Program Historia Mówiona realizowany jest w Ośrodku „Brama Grodzka – Teatr NN” od 1998 roku. Polega on na rejestrowaniu, opracowywaniu oraz upowszechnianiu relacji mówionych dotyczących Lublina i Lubelszczyzny od dwudziestolecia międzywojennego do czasów współczesnych.

Program Historia Mówiona realizowany jest w Ośrodku „Brama Grodzka – Teatr NN” od 1998 roku. Polega on na rejestrowaniu, opracowywaniu oraz upowszechnianiu relacji mówionych dotyczących Lublina i Lubelszczyzny od dwudziestolecia międzywojennego do czasów współczesnych.

Teatr NN

Ulice w Puławach przed II wojną światową - Roman Wojciech Zadura - fragment relacji świadka historii z 28 listopada 2003

Naprzeciwko Powiśla, fragment ulicy Centralnej mniej więcej, bo jeszcze tam kasztany rosną, prosto szła aż na tak zwane Puski; ulica Niemcewicza. A teraz Niemcewicza [jest] zupełnie inna, i którędy indziej idzie, bo od ulicy Curie- Skłodowskiej do Jaworowej. A ona kiedyś szła tak jak ja mówię – naprzeciw Powiśla, to jest Centralna, łączy się z ulicą Piłsudskiego, patrząc w przeciwnym kierunku, to znaczy na wschód. To ona taki, ten fragment taki ukośny, bo potem w Centralną przechodzi, to tak prosto, to była ulica Niemcewicza. Gdańska łączyła się z ulicą Piaskową. Teraz się nie łączy, to jest ślepa uliczka i odchodziła od Niemcewicza.
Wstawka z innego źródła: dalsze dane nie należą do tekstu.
//! Blocking alert popup
//!
//! While an alert is visible it swallows all input until dismissed.

mod alert_render;
mod alert_state;

pub use alert_render::render_alert;
pub use alert_state::AlertState;
use ratatui::{
    Frame,
    layout::Alignment,
    style::{Color, Modifier, Style},
    text::{Line, Span},
    widgets::{Block, Borders, Paragraph, Wrap},
};
use unicode_width::UnicodeWidthStr;

use super::AlertState;
use crate::widgets::popup;

const ALERT_HEIGHT: u16 = 6;
const ALERT_PADDING: u16 = 6;
const MIN_ALERT_WIDTH: u16 = 30;

pub fn render_alert(alert: &AlertState, frame: &mut Frame) {
    let Some(message) = alert.message() else {
        return;
    };

    let width = (message.width().min(u16::MAX as usize) as u16)
        .saturating_add(ALERT_PADDING)
        .max(MIN_ALERT_WIDTH);
    let area = popup::centered_popup(frame.area(), width, ALERT_HEIGHT);

    let text = vec![
        Line::from(""),
        Line::from(Span::styled(
            message.to_string(),
            Style::default()
                .fg(Color::White)
                .add_modifier(Modifier::BOLD),
        )),
        Line::from(""),
        Line::from(Span::styled(
            "[Enter] OK",
            Style::default().fg(Color::DarkGray),
        )),
    ];

    popup::clear_area(frame, area);

    let paragraph = Paragraph::new(text)
        .alignment(Alignment::Center)
        .wrap(Wrap { trim: true })
        .block(
            Block::default()
                .borders(Borders::ALL)
                .title(" Alert ")
                .border_style(Style::default().fg(Color::Yellow))
                .style(Style::default().bg(Color::Black)),
        );

    frame.render_widget(paragraph, area);
}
[Centralna] to jest nowa ulica. Pierwsza to była Polna. To właśnie prosto szła Niemcewicza i od Niemcewicza szła ulica Polna do ulicy, można by tam, jak obecnie jest Olszewskiego, to chyba wtedy się nazywała Bolesława Prusa, mogę mylić.
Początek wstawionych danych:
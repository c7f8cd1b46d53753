use std::sync::mpsc;
use std::thread::JoinHandle;
use std::time::{Duration, Instant};

use super::mouse_click::ClickTracker;
use crate::alert::AlertState;
use crate::autocomplete::AutocompleteState;
use crate::config::{Config, SearchConfig};
use crate::error::TickrError;
use crate::input::InputState;
use crate::layout::LayoutRegions;
use crate::password::PasswordField;
use crate::search::{SearchClient, spawn_worker};

/// Shown when the form is submitted without a ticker
pub const EMPTY_TICKER_MESSAGE: &str = "Please enter a ticker symbol";

/// Longest the event loop waits for input before checking timers and responses
const MAX_POLL_INTERVAL: Duration = Duration::from_millis(50);

/// Which field has focus
#[derive(Debug, Clone, Copy, PartialEq, Eq)]
pub enum Focus {
    Ticker,
    Password,
}

/// Application state
pub struct App {
    pub input: InputState,
    pub password: PasswordField,
    pub autocomplete: AutocompleteState,
    pub alert: AlertState,
    pub focus: Focus,
    pub layout_regions: LayoutRegions,
    pub click_tracker: ClickTracker,
    pub max_visible_suggestions: usize,
    /// Problem with the config file, shown in the help line
    pub config_warning: Option<String>,
    pub should_quit: bool,
    /// Ticker line to print on exit, set by a successful submit
    pub output: Option<String>,
}

impl App {
    pub fn new(config: &Config) -> Self {
        Self {
            input: InputState::new(),
            password: PasswordField::new(),
            autocomplete: AutocompleteState::new(config.search.debounce_ms),
            alert: AlertState::new(),
            focus: Focus::Ticker,
            layout_regions: LayoutRegions::new(),
            click_tracker: ClickTracker::default(),
            max_visible_suggestions: config.ui.max_visible_suggestions,
            config_warning: None,
            should_quit: false,
            output: None,
        }
    }

    /// Start the search worker and wire it to the autocomplete controller
    ///
    /// The worker stops on its own once the app is dropped.
    pub fn start_search(&mut self, config: &SearchConfig) -> Result<JoinHandle<()>, TickrError> {
        let client = SearchClient::new(
            &config.endpoint,
            Duration::from_millis(config.timeout_ms),
        )?;

        let (request_tx, request_rx) = tokio::sync::mpsc::unbounded_channel();
        let (response_tx, response_rx) = mpsc::channel();

        let handle = spawn_worker(client, request_rx, response_tx);
        self.autocomplete.connect(request_tx, response_rx);
        log::info!("Searching tickers via {}", config.endpoint);
        Ok(handle)
    }

    pub fn should_quit(&self) -> bool {
        self.should_quit
    }

    /// Current ticker input text
    pub fn ticker(&self) -> &str {
        self.input.value()
    }

    /// Fire due searches and apply finished ones
    pub fn tick(&mut self, now: Instant) {
        self.autocomplete.tick(now);
    }

    /// How long the event loop may block waiting for terminal input
    pub fn poll_timeout(&self, now: Instant) -> Duration {
        self.autocomplete
            .time_until_due(now)
            .map_or(MAX_POLL_INTERVAL, |due| due.min(MAX_POLL_INTERVAL))
    }

    /// Ticker text changed through typing
    pub fn on_ticker_edited(&mut self, now: Instant) {
        let value = self.input.value().to_string();
        self.autocomplete.on_input(&value, now);
    }

    /// Fill the input from the suggestion on row `index`
    pub fn select_suggestion(&mut self, index: usize) {
        if let Some(selection) = self.autocomplete.on_suggestion_click(index) {
            self.input.set_value(&selection);
        }
    }

    /// Double click on the ticker input: clear it, unless it is already empty
    pub fn clear_ticker(&mut self) {
        if self.input.value().is_empty() {
            return;
        }
        self.input.clear();
        self.autocomplete.on_cleared();
    }

    /// Submit the form. Returns false when submission was blocked.
    pub fn submit(&mut self) -> bool {
        if self.input.is_blank() {
            self.alert.show(EMPTY_TICKER_MESSAGE);
            return false;
        }

        self.autocomplete.hide();
        self.output = Some(self.input.value().trim().to_string());
        self.should_quit = true;
        true
    }

    pub fn set_focus(&mut self, focus: Focus) {
        if focus != Focus::Ticker {
            self.autocomplete.invalidate();
            self.autocomplete.hide();
        }
        self.focus = focus;
    }

    pub fn cycle_focus(&mut self) {
        let next = match self.focus {
            Focus::Ticker => Focus::Password,
            Focus::Password => Focus::Ticker,
        };
        self.set_focus(next);
    }
}

#[cfg(test)]
#[path = "app_state_tests.rs"]
mod app_state_tests;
Następnie ulica za koszarami, tak jak jest Wojska Polskiego, to łączy się z Sieroszewskiego. To była Gościńczyk, tylko oczywiście – raz i konfiguracja terenu, i zabudowa, i arteria na miarę lat siedemdziesiątych czy osiemdziesiątych, to inne wymogi, i architektura to zmieniła. Ulica Wiejska, to przedłużenie ulicy Trzeciego Maja, po przecięciu Kołłątaja do Domu Seniora, to ona łączyła się z Szóstego Sierpnia. W tej chwili jest tylko taką, właściwie, kilkudziesięciometrową ulicą. Było szereg tam takich uliczek różnych – jak Leśna, to była biedna zabudowa tam.

Następnie ulica do cmentarza, [a że] kondukty pogrzebowe kiedyś były konduktami w sensie tym, że to piechotą był karawan ciągnięty przez konie i szły ulicą Kołłątaja do wysokości, bramy wejściowej do cmentarza. Tutaj była też uliczka. Z jednej strony był dom państwa Kęczkowskich, z drugich Maziarczyków. Teraz też nie ma tej ulicy, tylko są zabudowania. [Ulica Kołłątaja] była taka właściwie bardziej eksponowana i znaczenie komunikacyjne miała większe. W tej chwili ulica Kołłątaja to ulica ślepa, nieprzelotową, a rolę komunikacyjną spełnia Piaskowa. Ulica Japońska była zlokalizowana jak wjazd jest od strony Piłsudskiego pomiędzy rozpoczynającymi się po lewej stronie tymi blaszakami, a bankiem. Kończyła się na ulicy Polnej, chyba tak na wysokości, nieco za ulicą Centralną, bo tam po lewej stronie był taki dom duży, gdzie starosta mieszkał – jeszcze w okresie okupacji. Po prawej to chyba już była posesja państwa Boratyńskich, a obecnie chyba tam już jest zlokalizowana apteka.